We have been reluctant to start OIT in younger children for several reasons, most notably the lack of data to guide us. But it’s exciting to see more research in this area.

Most importantly, I believe this study emphasizes that shared decision-making is critical to OIT to ensure families truly understand the risks, benefits, and expected outcomes. This process requires the monitoring and availability of the treating provider to answer questions and help families deal with some of the challenges involved.

I don’t think this study should be used as a “green light” to start OIT for peanuts in all infants or young children. But it paves the way for talking to families about risks and benefits.
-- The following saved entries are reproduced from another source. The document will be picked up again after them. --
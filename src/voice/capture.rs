//! Microphone capture
//!
//! Samples are delivered as 16kHz mono regardless of what the device
//! natively supports; multi-channel input is downmixed and other rates are
//! resampled when the buffer is taken. One resampler lives for the whole
//! stream so successive takes join up without seams.

use std::sync::{Arc, Mutex};

use cpal::traits::{DeviceTrait, HostTrait, StreamTrait};
use cpal::{SampleFormat, SampleRate, Stream, StreamConfig};

use super::resample::StreamResampler;
use crate::{Error, Result};

/// Sample rate delivered to wake word detection and STT
pub const SAMPLE_RATE: u32 = 16000;

/// Captures audio from the default input device
pub struct AudioCapture {
    config: StreamConfig,
    buffer: Arc<Mutex<Vec<f32>>>,
    resampler: StreamResampler,
    stream: Option<Stream>,
}

impl AudioCapture {
    /// Open the default input device
    ///
    /// Prefers a native 16kHz mono f32 config and falls back to the
    /// device default.
    ///
    /// # Errors
    ///
    /// Returns error if no usable input device exists
    pub fn new() -> Result<Self> {
        let device = cpal::default_host()
            .default_input_device()
            .ok_or_else(|| Error::Audio("no input device available".to_string()))?;

        let native = device
            .supported_input_configs()
            .map_err(|e| Error::Audio(e.to_string()))?
            .find(|c| {
                c.channels() == 1
                    && c.sample_format() == SampleFormat::F32
                    && c.min_sample_rate() <= SampleRate(SAMPLE_RATE)
                    && c.max_sample_rate() >= SampleRate(SAMPLE_RATE)
            })
            .map(|c| c.with_sample_rate(SampleRate(SAMPLE_RATE)));

        let supported = match native {
            Some(c) => c,
            None => device
                .default_input_config()
                .map_err(|e| Error::Audio(e.to_string()))?,
        };

        if supported.sample_format() != SampleFormat::F32 {
            return Err(Error::Audio(format!(
                "unsupported input sample format {:?}",
                supported.sample_format()
            )));
        }

        let config = supported.config();
        let resampler = StreamResampler::new(config.sample_rate.0, SAMPLE_RATE)?;

        tracing::debug!(
            device = device.name().unwrap_or_default(),
            sample_rate = config.sample_rate.0,
            channels = config.channels,
            "audio capture initialized"
        );

        Ok(Self {
            config,
            buffer: Arc::new(Mutex::new(Vec::new())),
            resampler,
            stream: None,
        })
    }

    /// Start capturing audio
    ///
    /// # Errors
    ///
    /// Returns error if the input stream cannot be built or started
    pub fn start(&mut self) -> Result<()> {
        if self.stream.is_some() {
            return Ok(());
        }

        let device = cpal::default_host()
            .default_input_device()
            .ok_or_else(|| Error::Audio("no input device".to_string()))?;

        let buffer = Arc::clone(&self.buffer);
        let stream = device
            .build_input_stream(
                &self.config,
                move |data: &[f32], _: &cpal::InputCallbackInfo| {
                    if let Ok(mut buf) = buffer.lock() {
                        buf.extend_from_slice(data);
                    }
                },
                |err| {
                    tracing::error!(error = %err, "audio capture error");
                },
                None,
            )
            .map_err(|e| Error::Audio(e.to_string()))?;

        stream.play().map_err(|e| Error::Audio(e.to_string()))?;
        self.stream = Some(stream);

        tracing::debug!("audio capture started");
        Ok(())
    }

    /// Stop capturing audio
    pub fn stop(&mut self) {
        if self.stream.take().is_some() {
            tracing::debug!("audio capture stopped");
        }
    }

    /// Take everything captured since the last call as 16kHz mono
    ///
    /// Device frames that don't yet fill a resampler chunk are kept for the
    /// next call.
    pub fn take_buffer(&mut self) -> Vec<f32> {
        let raw = self
            .buffer
            .lock()
            .map(|mut buf| std::mem::take(&mut *buf))
            .unwrap_or_default();

        let mono = downmix(&raw, usize::from(self.config.channels));
        self.resampler.push(&mono).unwrap_or_else(|e| {
            tracing::warn!(error = %e, "dropping unresampled capture audio");
            self.resampler.reset();
            Vec::new()
        })
    }

    /// Discard buffered audio (e.g. the assistant's own speech)
    pub fn clear_buffer(&mut self) {
        if let Ok(mut buf) = self.buffer.lock() {
            buf.clear();
        }
        self.resampler.reset();
    }

    /// Check if currently capturing
    #[must_use]
    pub const fn is_capturing(&self) -> bool {
        self.stream.is_some()
    }
}

/// Average interleaved channels into mono
#[allow(clippy::cast_precision_loss)]
pub(crate) fn downmix(samples: &[f32], channels: usize) -> Vec<f32> {
    if channels <= 1 {
        return samples.to_vec();
    }
    samples
        .chunks(channels)
        .map(|frame| frame.iter().sum::<f32>() / frame.len() as f32)
        .collect()
}

/// Convert f32 samples to 16-bit PCM WAV bytes for STT APIs
///
/// # Errors
///
/// Returns error if WAV encoding fails
pub fn samples_to_wav(samples: &[f32], sample_rate: u32) -> Result<Vec<u8>> {
    let spec = hound::WavSpec {
        channels: 1,
        sample_rate,
        bits_per_sample: 16,
        sample_format: hound::SampleFormat::Int,
    };

    let mut cursor = std::io::Cursor::new(Vec::new());
    {
        let mut writer =
            hound::WavWriter::new(&mut cursor, spec).map_err(|e| Error::Audio(e.to_string()))?;

        for &sample in samples {
            #[allow(clippy::cast_possible_truncation)]
            let sample_i16 = (sample * 32767.0).clamp(-32768.0, 32767.0) as i16;
            writer
                .write_sample(sample_i16)
                .map_err(|e| Error::Audio(e.to_string()))?;
        }

        writer.finalize().map_err(|e| Error::Audio(e.to_string()))?;
    }

    Ok(cursor.into_inner())
}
Also, OIT should never be performed without following specific protocols and under the supervision of an experienced allergist or specialist in the field.

Unfortunately, only a relatively small number of children under the age of 2 were included in this study, so it would be very helpful to see larger studies in this age group.

Ongoing research in this area is valuable in trying to identify some predictive factors for those children who may achieve long-term sustained unresponsiveness and those who are at risk for poor outcomes.

David R Stukus, MD, FACAAI

Professor of Clinical Pediatrics

Director, Food Allergy Treatment Center

Associate Director of the Pediatric Allergy and Immunology Fellowship Program

Nationwide Children’s Hospital and Ohio State University College of Medicine

Disclosure: Stukus does not report any relevant financial information.